[Task item]: Every entry, from the first line to the last, should be output exactly.

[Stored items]
════════════════

fn main() {
    // Base URLs are baked in with option_env!, so a change must rebuild.
    for var in ["API_BASE_URL", "UI_API_BASE_URL", "S3_REPO_URL", "SITE_URL"] {
        println!("cargo:rerun-if-env-changed={var}");
    }
    println!("cargo:rerun-if-changed=build.rs");
}
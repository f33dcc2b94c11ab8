//! Search page state: typed filters, their query-string codec, URL
//! synchronization through an injected location, and result handling.

pub mod codec;
pub mod filters;
pub mod location;
pub mod outcome;
pub mod pagination;

pub use filters::{Category, MonthSet, SearchFilters, MAX_SELECTED_AGENCIES};
pub use location::{InitialSearch, Location, MemoryLocation, QuerySync};
pub use outcome::{ResultRow, SearchOutcome, SearchResults, RESULT_COLUMNS};
pub use pagination::Pagination;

════════════════

[Written solution]:
fn main() {
    // Base URLs are baked in with option_env!, so a change must rebuild.
    for var in ["API_BASE_URL", "UI_API_BASE_URL", "S3_REPO_URL", "SITE_URL"] {
        println!("cargo:rerun-if-env-changed={var}");
    }
    println!("cargo:rerun-if-changed=build.rs");
}
repository f33dcc2b94c11ab8
//! Search page state: typed filters, their query-string codec, URL
//! synchronization through an injected location, and result handling.

pub mod codec;
pub mod filters;
pub mod location;
pub mod outcome;
pub mod pagination;

pub use filters::{Category, MonthSet, SearchFilters, MAX_SELECTED_AGENCIES};
pub use location::{InitialSearch, Location, MemoryLocation, QuerySync};
pub use outcome::{ResultRow, SearchOutcome, SearchResults, RESULT_COLUMNS};
pub use pagination::Pagination;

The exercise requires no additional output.